Very little is known about the causal nature of the associations between established risk factors, e.g. education and smoking and dementia risk. We have therefore conducted a systematic review of Mendelian randomization (MR) studies investigating causal links between risk factors and dementia or dementia-related outcomes. We searched five databases from inception to March 2016 using a search strategy including subject headings and free text terms relevant to dementia, cognition and MR. Forward and backward citation searches of included publications were also conducted. We included MR studies investigating the association between any risk factor and global cognitive function, all-cause dementia or dementia subtypes, excluding non-genetic studies, genetic studies other than MR and animal studies. Two reviewers independently screened titles and abstracts, reviewed full-texts and assessed the quality of included studies. Fourteen MR studies investigating a variety of risk factors (education, lifestyle factors, cardiovascular factors and related biomarkers, diabetes related and other endocrine factors, and telomere length) and dementia-related outcomes met our inclusion criteria. Most studies received an overall rating of good quality, however sample size and statistical power were rated low in half of the studies.
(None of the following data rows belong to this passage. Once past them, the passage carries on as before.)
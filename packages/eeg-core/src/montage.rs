//! Montage validation
//!
//! A recording is analyzable when its EEG labels cover the smallest
//! acceptable layout. Larger layouts are accepted; how extra channels are
//! treated depends on [`MontagePolicy`].

use serde::{Deserialize, Serialize};
use std::collections::HashSet;

use crate::error::IngestError;
use crate::file_readers::channel_classifier::is_known_position;

/// A named, ordered electrode layout.
#[derive(Debug, Clone, Copy, PartialEq, Eq)]
pub struct MontageSpec {
    pub name: &'static str,
    pub labels: &'static [&'static str],
}

impl MontageSpec {
    pub fn contains(&self, label: &str) -> bool {
        self.labels.contains(&label)
    }

    pub fn len(&self) -> usize {
        self.labels.len()
    }

    pub fn is_empty(&self) -> bool {
        self.labels.is_empty()
    }
}

pub const STANDARD_10_20: MontageSpec = MontageSpec {
    name: "standard_10_20",
    labels: &[
        "Fp1", "Fp2", "F7", "F3", "Fz", "F4", "F8", "T7", "C3", "Cz", "C4", "T8", "P7", "P3", "Pz",
        "P4", "P8", "O1", "O2",
    ],
};

pub const LINKED_EARS_10_20: MontageSpec = MontageSpec {
    name: "linked_ears_10_20",
    labels: &[
        "Fp1", "Fp2", "F7", "F3", "Fz", "F4", "F8", "T7", "C3", "Cz", "C4", "T8", "P7", "P3", "Pz",
        "P4", "P8", "O1", "O2", "A1", "A2",
    ],
};

pub const EXTENDED_10_10: MontageSpec = MontageSpec {
    name: "extended_10_10",
    labels: &[
        "Fp1", "Fp2", "F7", "F3", "Fz", "F4", "F8", "T7", "C3", "Cz", "C4", "T8", "P7", "P3", "Pz",
        "P4", "P8", "O1", "O2", "Fpz", "Oz", "AF3", "AF4", "AF7", "AF8", "AFz", "F1", "F2", "F5",
        "F6", "FC1", "FC2", "FC3", "FC4", "FC5", "FC6", "FCz", "FT7", "FT8", "C1", "C2", "C5", "C6",
        "CP1", "CP2", "CP3", "CP4", "CP5", "CP6", "CPz", "TP7", "TP8", "P1", "P2", "P5", "P6",
        "PO3", "PO4", "PO7", "PO8", "POz", "Iz",
    ],
};

/// Every layout the validator accepts by default.
pub const ACCEPTED_MONTAGES: &[MontageSpec] = &[STANDARD_10_20, LINKED_EARS_10_20, EXTENDED_10_10];

#[derive(Debug, Clone, Copy, PartialEq, Eq, Default, Serialize, Deserialize)]
#[serde(rename_all = "snake_case")]
pub enum MontagePolicy {
    /// Valid iff the labels cover the base layout; extras only warn
    #[default]
    Superset,
    /// Additionally rejects labels outside every accepted layout
    Strict,
}

#[derive(Debug, Clone, PartialEq, Serialize)]
pub struct MontageReport {
    pub valid: bool,
    /// Base-layout labels not present, in layout order
    pub missing: Vec<String>,
    /// Labels outside the base layout
    pub extra: Vec<String>,
    /// Extras that are neither in an accepted layout nor a known position
    pub unrecognized: Vec<String>,
    /// Names of the accepted layouts fully covered by the labels
    pub matched_montages: Vec<String>,
    /// Set when the strict policy rejected extra labels
    pub unexpected: Vec<String>,
}

impl MontageReport {
    pub fn into_result(self) -> Result<Self, IngestError> {
        if self.valid {
            Ok(self)
        } else {
            Err(IngestError::Montage {
                missing: self.missing,
                unexpected: self.unexpected,
            })
        }
    }
}

/// The smallest accepted layout; the minimum any recording must cover.
pub fn base_montage(specs: &[MontageSpec]) -> Option<&MontageSpec> {
    specs.iter().min_by_key(|s| s.len())
}

/// Names of the specs containing `label`.
pub fn montages_containing(label: &str, specs: &[MontageSpec]) -> Vec<String> {
    specs
        .iter()
        .filter(|s| s.contains(label))
        .map(|s| s.name.to_string())
        .collect()
}

/// Check a normalized EEG label set against the accepted layouts.
pub fn validate(
    labels: &[String],
    specs: &[MontageSpec],
    policy: MontagePolicy,
) -> MontageReport {
    let present: HashSet<&str> = labels.iter().map(String::as_str).collect();

    let Some(base) = base_montage(specs) else {
        return MontageReport {
            valid: true,
            missing: Vec::new(),
            extra: dedup(labels.iter().map(String::as_str)),
            unrecognized: Vec::new(),
            matched_montages: Vec::new(),
            unexpected: Vec::new(),
        };
    };

    let missing: Vec<String> = base
        .labels
        .iter()
        .filter(|l| !present.contains(*l))
        .map(|l| l.to_string())
        .collect();

    let extra = dedup(
        labels
            .iter()
            .map(String::as_str)
            .filter(|l| !base.contains(l)),
    );

    let outside_specs: Vec<String> = extra
        .iter()
        .filter(|l| !specs.iter().any(|s| s.contains(l)))
        .cloned()
        .collect();

    let unrecognized: Vec<String> = outside_specs
        .iter()
        .filter(|l| !is_known_position(l))
        .cloned()
        .collect();

    let matched_montages = specs
        .iter()
        .filter(|s| s.labels.iter().all(|l| present.contains(l)))
        .map(|s| s.name.to_string())
        .collect();

    let unexpected = match policy {
        MontagePolicy::Superset => Vec::new(),
        MontagePolicy::Strict => outside_specs,
    };

    let valid = missing.is_empty() && unexpected.is_empty();

    if valid {
        for label in &unrecognized {
            log::warn!("Unrecognized channel '{}' tolerated by montage validation", label);
        }
    } else {
        log::info!(
            "Montage rejected: missing {:?}, unexpected {:?}",
            missing,
            unexpected
        );
    }

    MontageReport {
        valid,
        missing,
        extra,
        unrecognized,
        matched_montages,
        unexpected,
    }
}

fn dedup<'a>(labels: impl Iterator<Item = &'a str>) -> Vec<String> {
    let mut seen = HashSet::new();
    labels
        .filter(|l| seen.insert(*l))
        .map(str::to_string)
        .collect()
}

#[cfg(test)]
mod tests {
    use super::*;

    fn base_labels() -> Vec<String> {
        STANDARD_10_20.labels.iter().map(|l| l.to_string()).collect()
    }

    #[test]
    fn test_base_montage_is_smallest() {
        assert_eq!(base_montage(ACCEPTED_MONTAGES), Some(&STANDARD_10_20));
        assert_eq!(STANDARD_10_20.len(), 19);
    }

    #[test]
    fn test_exact_base_layout_is_valid() {
        let report = validate(&base_labels(), ACCEPTED_MONTAGES, MontagePolicy::Superset);
        assert!(report.valid);
        assert!(report.missing.is_empty());
        assert!(report.extra.is_empty());
        assert_eq!(report.matched_montages, vec!["standard_10_20"]);
    }

    #[test]
    fn test_permutations_with_extras_stay_valid() {
        let mut labels = base_labels();
        labels.reverse();
        labels.rotate_left(7);
        labels.extend(["A1", "A2", "Photic", "Fpz"].map(String::from));

        let report = validate(&labels, ACCEPTED_MONTAGES, MontagePolicy::Superset);
        assert!(report.valid);
        assert_eq!(report.extra, vec!["A1", "A2", "Photic", "Fpz"]);
        assert_eq!(report.unrecognized, vec!["Photic"]);
        assert!(report
            .matched_montages
            .contains(&"linked_ears_10_20".to_string()));
    }

    #[test]
    fn test_removing_any_base_label_invalidates() {
        for removed in STANDARD_10_20.labels {
            let labels: Vec<String> = base_labels()
                .into_iter()
                .filter(|l| l != removed)
                .chain(["A1".to_string(), "Oz".to_string()])
                .collect();
            let report = validate(&labels, ACCEPTED_MONTAGES, MontagePolicy::Superset);
            assert!(!report.valid);
            assert_eq!(report.missing, vec![removed.to_string()]);
        }
    }

    #[test]
    fn test_strict_policy_rejects_unknown_extras() {
        let mut labels = base_labels();
        labels.push("Photic".to_string());
        labels.push("A1".to_string());

        let report = validate(&labels, ACCEPTED_MONTAGES, MontagePolicy::Strict);
        assert!(!report.valid);
        assert!(report.missing.is_empty());
        assert_eq!(report.unexpected, vec!["Photic"]);

        match report.into_result() {
            Err(IngestError::Montage { unexpected, .. }) => assert_eq!(unexpected, vec!["Photic"]),
            other => panic!("expected montage error, got {:?}", other),
        }
    }

    #[test]
    fn test_montages_containing() {
        let names = montages_containing("A1", ACCEPTED_MONTAGES);
        assert_eq!(names, vec!["linked_ears_10_20"]);
        assert_eq!(montages_containing("Cz", ACCEPTED_MONTAGES).len(), 3);
    }
}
Shorter telomeres were causally associated with an increased risk of Alzheimer's disease (AD, odds ratio per standard deviation decrease of telomere length = 1.36 (1.12, 1.67), p = 0.002). There was also some suggestion of a causal association with smoking quantity and metabolic risk factors including systolic blood pressure, fasting glucose, insulin sensitivity and high-density lipoprotein cholesterol. Causal associations between several risk factors and dementia-related outcomes were investigated in one study only. Moreover, survival and diagnostic bias or pleiotropic effects cannot be excluded. There was convincing genetic evidence to support a causal association between telomere length and AD. Inconclusive evidence for other risk factors or tentative evidence for smoking quantity and selected metabolic markers may result from insufficient statistical power. Further well designed MR studies are needed to investigate the causality of the associations between risk factors and dementia where randomised controlled trials are unethical or impractical.